* _Work to be completed_: Could you copy every line of the data that contains "display"?

* _Data section_:

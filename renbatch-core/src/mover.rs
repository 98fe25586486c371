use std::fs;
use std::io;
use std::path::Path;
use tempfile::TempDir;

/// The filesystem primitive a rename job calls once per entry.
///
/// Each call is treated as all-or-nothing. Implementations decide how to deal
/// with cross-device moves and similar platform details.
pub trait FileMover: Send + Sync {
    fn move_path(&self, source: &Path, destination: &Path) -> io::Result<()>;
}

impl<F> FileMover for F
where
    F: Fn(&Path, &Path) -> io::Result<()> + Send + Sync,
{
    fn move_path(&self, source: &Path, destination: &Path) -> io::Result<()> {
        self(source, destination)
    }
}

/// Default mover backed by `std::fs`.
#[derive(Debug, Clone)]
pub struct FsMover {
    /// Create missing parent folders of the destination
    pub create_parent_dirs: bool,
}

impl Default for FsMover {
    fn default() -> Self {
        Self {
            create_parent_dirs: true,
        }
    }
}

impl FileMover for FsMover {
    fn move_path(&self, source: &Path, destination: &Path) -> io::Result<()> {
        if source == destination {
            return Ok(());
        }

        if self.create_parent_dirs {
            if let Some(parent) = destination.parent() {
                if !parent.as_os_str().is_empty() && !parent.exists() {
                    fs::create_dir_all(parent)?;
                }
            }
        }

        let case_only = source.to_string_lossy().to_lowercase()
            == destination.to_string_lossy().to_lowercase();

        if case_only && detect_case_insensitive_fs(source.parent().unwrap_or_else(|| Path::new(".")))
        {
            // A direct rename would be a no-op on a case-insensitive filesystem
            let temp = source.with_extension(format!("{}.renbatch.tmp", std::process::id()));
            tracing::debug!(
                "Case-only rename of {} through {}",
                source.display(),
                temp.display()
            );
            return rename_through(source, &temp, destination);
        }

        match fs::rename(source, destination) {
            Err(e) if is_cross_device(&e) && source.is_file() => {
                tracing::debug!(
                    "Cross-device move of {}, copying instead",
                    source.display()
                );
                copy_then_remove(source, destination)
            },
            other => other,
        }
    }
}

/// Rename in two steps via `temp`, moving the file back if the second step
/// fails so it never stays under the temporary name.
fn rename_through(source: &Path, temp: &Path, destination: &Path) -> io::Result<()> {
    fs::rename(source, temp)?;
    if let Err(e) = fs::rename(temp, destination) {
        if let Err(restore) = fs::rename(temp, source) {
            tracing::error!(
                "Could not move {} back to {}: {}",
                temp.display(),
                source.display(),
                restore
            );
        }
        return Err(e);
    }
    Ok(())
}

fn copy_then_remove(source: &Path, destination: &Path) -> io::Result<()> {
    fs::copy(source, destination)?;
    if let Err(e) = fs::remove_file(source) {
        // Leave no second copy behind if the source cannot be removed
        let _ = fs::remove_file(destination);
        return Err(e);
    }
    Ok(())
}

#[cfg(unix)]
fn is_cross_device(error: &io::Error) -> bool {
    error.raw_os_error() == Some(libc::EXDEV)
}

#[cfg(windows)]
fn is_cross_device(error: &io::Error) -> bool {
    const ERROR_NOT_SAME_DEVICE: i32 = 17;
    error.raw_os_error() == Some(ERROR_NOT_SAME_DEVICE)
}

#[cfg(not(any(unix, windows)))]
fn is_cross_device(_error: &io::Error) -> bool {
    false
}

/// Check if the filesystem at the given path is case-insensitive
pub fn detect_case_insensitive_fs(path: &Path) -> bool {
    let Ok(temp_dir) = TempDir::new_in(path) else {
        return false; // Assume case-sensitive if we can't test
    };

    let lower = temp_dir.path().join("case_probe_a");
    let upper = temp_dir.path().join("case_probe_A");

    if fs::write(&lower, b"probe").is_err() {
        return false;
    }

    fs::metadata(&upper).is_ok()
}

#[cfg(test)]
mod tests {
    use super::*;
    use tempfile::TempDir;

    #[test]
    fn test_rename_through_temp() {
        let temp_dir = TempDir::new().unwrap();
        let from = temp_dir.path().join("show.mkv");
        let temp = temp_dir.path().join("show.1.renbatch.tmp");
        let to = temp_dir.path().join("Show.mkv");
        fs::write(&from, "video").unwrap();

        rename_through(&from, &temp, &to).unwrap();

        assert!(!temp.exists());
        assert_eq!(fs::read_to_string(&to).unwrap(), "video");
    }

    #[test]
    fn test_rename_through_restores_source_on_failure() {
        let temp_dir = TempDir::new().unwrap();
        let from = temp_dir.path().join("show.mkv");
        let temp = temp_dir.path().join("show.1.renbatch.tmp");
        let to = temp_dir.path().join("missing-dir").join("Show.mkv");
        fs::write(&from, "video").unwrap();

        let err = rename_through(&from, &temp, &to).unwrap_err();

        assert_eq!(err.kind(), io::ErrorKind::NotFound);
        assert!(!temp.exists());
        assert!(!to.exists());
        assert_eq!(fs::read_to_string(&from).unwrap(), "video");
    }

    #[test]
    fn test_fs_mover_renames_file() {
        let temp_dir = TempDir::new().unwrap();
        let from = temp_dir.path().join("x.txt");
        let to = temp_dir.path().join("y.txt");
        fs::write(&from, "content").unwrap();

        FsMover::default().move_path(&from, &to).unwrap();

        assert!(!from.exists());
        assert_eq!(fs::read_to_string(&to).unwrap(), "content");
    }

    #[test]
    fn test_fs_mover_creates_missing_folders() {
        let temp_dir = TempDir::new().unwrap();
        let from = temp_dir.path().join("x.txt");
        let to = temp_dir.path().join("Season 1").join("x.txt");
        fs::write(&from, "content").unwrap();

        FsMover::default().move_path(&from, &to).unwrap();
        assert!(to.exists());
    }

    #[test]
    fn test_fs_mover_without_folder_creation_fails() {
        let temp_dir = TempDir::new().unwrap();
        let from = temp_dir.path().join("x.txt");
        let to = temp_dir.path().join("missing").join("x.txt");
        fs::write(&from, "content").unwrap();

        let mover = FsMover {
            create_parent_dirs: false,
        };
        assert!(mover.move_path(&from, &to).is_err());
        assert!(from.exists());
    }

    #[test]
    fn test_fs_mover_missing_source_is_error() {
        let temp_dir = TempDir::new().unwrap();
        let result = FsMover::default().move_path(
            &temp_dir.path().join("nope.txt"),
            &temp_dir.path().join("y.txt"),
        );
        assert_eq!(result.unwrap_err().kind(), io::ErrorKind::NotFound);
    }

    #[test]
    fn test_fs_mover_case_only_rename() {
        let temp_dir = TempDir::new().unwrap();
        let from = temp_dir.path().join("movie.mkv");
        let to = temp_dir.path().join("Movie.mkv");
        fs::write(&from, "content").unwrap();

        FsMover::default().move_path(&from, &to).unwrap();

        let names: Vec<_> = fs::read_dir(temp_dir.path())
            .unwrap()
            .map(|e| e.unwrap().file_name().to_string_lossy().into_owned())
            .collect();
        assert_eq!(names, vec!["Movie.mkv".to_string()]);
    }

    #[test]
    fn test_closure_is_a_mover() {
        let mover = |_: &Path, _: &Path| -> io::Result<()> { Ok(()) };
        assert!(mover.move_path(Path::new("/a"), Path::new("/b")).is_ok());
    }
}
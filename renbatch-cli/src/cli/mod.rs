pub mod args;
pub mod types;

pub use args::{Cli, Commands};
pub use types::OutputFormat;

* _Answer to this problem_:
                source.display(),
                temp.display()
                    source.display()
                temp.display(),
                source.display(),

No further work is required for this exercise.